What this task involves:
Give back each entry verbatim.

++++ Dataset entries ++++

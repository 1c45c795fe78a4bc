//! Long-lived vertex buffers shared between the simulation and the canvas backend.
//!
//! Buffers are allocated once at mount and rewritten in place every frame.
//! Writers set `needs_update`; the backend clears it once it has consumed
//! the new contents.

use glam::Vec3;

use super::field::Particle;

/// A flat `f32` attribute with three components per vertex.
#[derive(Clone, Debug, Default)]
pub struct BufferAttribute {
	pub array: Vec<f32>,
	pub needs_update: bool,
}

impl BufferAttribute {
	pub const ITEM_SIZE: usize = 3;

	/// Zeroed attribute holding `vertices` entries.
	pub fn zeroed(vertices: usize) -> Self {
		Self {
			array: vec![0.0; vertices * Self::ITEM_SIZE],
			needs_update: true,
		}
	}

	/// Number of vertices the attribute can hold.
	pub fn vertex_capacity(&self) -> usize {
		self.array.len() / Self::ITEM_SIZE
	}

	pub fn set(&mut self, vertex: usize, value: Vec3) {
		let i = vertex * Self::ITEM_SIZE;
		self.array[i..i + Self::ITEM_SIZE].copy_from_slice(&value.to_array());
	}

	pub fn get(&self, vertex: usize) -> Vec3 {
		let i = vertex * Self::ITEM_SIZE;
		Vec3::from_slice(&self.array[i..i + Self::ITEM_SIZE])
	}
}

/// Positions and colors of the point cloud.
#[derive(Clone, Debug, Default)]
pub struct PointGeometry {
	pub position: BufferAttribute,
	pub color: BufferAttribute,
}

impl PointGeometry {
	pub fn allocate(count: usize) -> Self {
		Self {
			position: BufferAttribute::zeroed(count),
			color: BufferAttribute::zeroed(count),
		}
	}

	pub fn len(&self) -> usize {
		self.position.vertex_capacity()
	}

	pub fn is_empty(&self) -> bool {
		self.len() == 0
	}

	/// Copy current particle positions into the position attribute.
	pub fn write_positions(&mut self, particles: &[Particle]) {
		for (i, p) in particles.iter().enumerate() {
			self.position.set(i, p.position);
		}
		self.position.needs_update = true;
	}

	/// Copy particle colors into the color attribute.
	pub fn write_colors(&mut self, particles: &[Particle]) {
		for (i, p) in particles.iter().enumerate() {
			self.color.set(i, p.color);
		}
		self.color.needs_update = true;
	}
}

/// Endpoints of the link segments. Only the first `draw_range` vertices are live.
#[derive(Clone, Debug, Default)]
pub struct LineGeometry {
	pub position: BufferAttribute,
	/// Number of valid vertices (two per segment) at the front of `position`.
	pub draw_range: usize,
}

impl LineGeometry {
	/// Room for `segments` links.
	pub fn allocate(segments: usize) -> Self {
		Self {
			position: BufferAttribute::zeroed(segments * 2),
			draw_range: 0,
		}
	}

	/// Total number of segments the buffer can hold.
	pub fn segment_capacity(&self) -> usize {
		self.position.vertex_capacity() / 2
	}

	/// Number of live segments.
	pub fn segment_count(&self) -> usize {
		self.draw_range / 2
	}

	/// Live segments as endpoint pairs.
	pub fn segments(&self) -> impl Iterator<Item = (Vec3, Vec3)> + '_ {
		(0..self.segment_count()).map(|s| (self.position.get(s * 2), self.position.get(s * 2 + 1)))
	}
}

#[cfg(test)]
mod tests {
	use super::*;

	#[test]
	fn attribute_round_trips_vertices() {
		let mut attr = BufferAttribute::zeroed(2);
		attr.set(1, Vec3::new(1.0, 2.0, 3.0));
		assert_eq!(attr.array, vec![0.0, 0.0, 0.0, 1.0, 2.0, 3.0]);
		assert_eq!(attr.get(1), Vec3::new(1.0, 2.0, 3.0));
	}

	#[test]
	fn point_geometry_writes_in_place() {
		let mut geometry = PointGeometry::allocate(2);
		let before = geometry.position.array.as_ptr();
		geometry.position.needs_update = false;

		let particles = [
			Particle::new(Vec3::X, Vec3::ZERO, Vec3::ONE),
			Particle::new(Vec3::Y, Vec3::ZERO, Vec3::ZERO),
		];
		geometry.write_positions(&particles);

		assert!(geometry.position.needs_update);
		assert_eq!(geometry.position.array.as_ptr(), before);
		assert_eq!(geometry.position.get(1), Vec3::Y);
	}

	#[test]
	fn line_geometry_reports_only_draw_range() {
		let mut lines = LineGeometry::allocate(3);
		assert_eq!(lines.segment_capacity(), 3);
		lines.position.set(0, Vec3::X);
		lines.position.set(1, Vec3::Y);
		lines.position.set(2, Vec3::Z);
		lines.draw_range = 2;

		let segments: Vec<_> = lines.segments().collect();
		assert_eq!(segments, vec![(Vec3::X, Vec3::Y)]);
	}
}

++++

Your response:
repository 1c45c795fe78a4bc
//! Long-lived vertex buffers shared between the simulation and the canvas backend.
//!
//! Buffers are allocated once at mount and rewritten in place every frame.
//! Writers set `needs_update`; the backend clears it once it has consumed
//! the new contents.

use glam::Vec3;

use super::field::Particle;

/// A flat `f32` attribute with three components per vertex.
#[derive(Clone, Debug, Default)]
pub struct BufferAttribute {
	pub array: Vec<f32>,
	pub needs_update: bool,
}

impl BufferAttribute {
	pub const ITEM_SIZE: usize = 3;

	/// Zeroed attribute holding `vertices` entries.
	pub fn zeroed(vertices: usize) -> Self {
		Self {
			array: vec![0.0; vertices * Self::ITEM_SIZE],
			needs_update: true,
		}
	}

	/// Number of vertices the attribute can hold.
	pub fn vertex_capacity(&self) -> usize {
		self.array.len() / Self::ITEM_SIZE
	}

	pub fn set(&mut self, vertex: usize, value: Vec3) {
		let i = vertex * Self::ITEM_SIZE;
		self.array[i..i + Self::ITEM_SIZE].copy_from_slice(&value.to_array());
	}

	pub fn get(&self, vertex: usize) -> Vec3 {
		let i = vertex * Self::ITEM_SIZE;
		Vec3::from_slice(&self.array[i..i + Self::ITEM_SIZE])
	}
}

/// Positions and colors of the point cloud.
#[derive(Clone, Debug, Default)]
pub struct PointGeometry {
	pub position: BufferAttribute,
	pub color: BufferAttribute,
}

impl PointGeometry {
	pub fn allocate(count: usize) -> Self {
		Self {
			position: BufferAttribute::zeroed(count),
			color: BufferAttribute::zeroed(count),
		}
	}

	pub fn len(&self) -> usize {
		self.position.vertex_capacity()
	}

	pub fn is_empty(&self) -> bool {
		self.len() == 0
	}

	/// Copy current particle positions into the position attribute.
	pub fn write_positions(&mut self, particles: &[Particle]) {
		for (i, p) in particles.iter().enumerate() {
			self.position.set(i, p.position);
		}
		self.position.needs_update = true;
	}

	/// Copy particle colors into the color attribute.
	pub fn write_colors(&mut self, particles: &[Particle]) {
		for (i, p) in particles.iter().enumerate() {
			self.color.set(i, p.color);
		}
		self.color.needs_update = true;
	}
}

/// Endpoints of the link segments. Only the first `draw_range` vertices are live.
#[derive(Clone, Debug, Default)]
pub struct LineGeometry {
	pub position: BufferAttribute,
	/// Number of valid vertices (two per segment) at the front of `position`.
	pub draw_range: usize,
}

impl LineGeometry {
	/// Room for `segments` links.
	pub fn allocate(segments: usize) -> Self {
		Self {
			position: BufferAttribute::zeroed(segments * 2),
			draw_range: 0,
		}
	}

	/// Total number of segments the buffer can hold.
	pub fn segment_capacity(&self) -> usize {
		self.position.vertex_capacity() / 2
	}

	/// Number of live segments.
	pub fn segment_count(&self) -> usize {
		self.draw_range / 2
	}

	/// Live segments as endpoint pairs.
	pub fn segments(&self) -> impl Iterator<Item = (Vec3, Vec3)> + '_ {
		(0..self.segment_count()).map(|s| (self.position.get(s * 2), self.position.get(s * 2 + 1)))
	}
}

#[cfg(test)]
mod tests {
	use super::*;

	#[test]
	fn attribute_round_trips_vertices() {
		let mut attr = BufferAttribute::zeroed(2);
		attr.set(1, Vec3::new(1.0, 2.0, 3.0));
		assert_eq!(attr.array, vec![0.0, 0.0, 0.0, 1.0, 2.0, 3.0]);
		assert_eq!(attr.get(1), Vec3::new(1.0, 2.0, 3.0));
	}

	#[test]
	fn point_geometry_writes_in_place() {
		let mut geometry = PointGeometry::allocate(2);
		let before = geometry.position.array.as_ptr();
		geometry.position.needs_update = false;

		let particles = [
			Particle::new(Vec3::X, Vec3::ZERO, Vec3::ONE),
			Particle::new(Vec3::Y, Vec3::ZERO, Vec3::ZERO),
		];
		geometry.write_positions(&particles);

		assert!(geometry.position.needs_update);
		assert_eq!(geometry.position.array.as_ptr(), before);
		assert_eq!(geometry.position.get(1), Vec3::Y);
	}

	#[test]
	fn line_geometry_reports_only_draw_range() {
		let mut lines = LineGeometry::allocate(3);
		assert_eq!(lines.segment_capacity(), 3);
		lines.position.set(0, Vec3::X);
		lines.position.set(1, Vec3::Y);
		lines.position.set(2, Vec3::Z);
		lines.draw_range = 2;

		let segments: Vec<_> = lines.segments().collect();
		assert_eq!(segments, vec![(Vec3::X, Vec3::Y)]);
	}
}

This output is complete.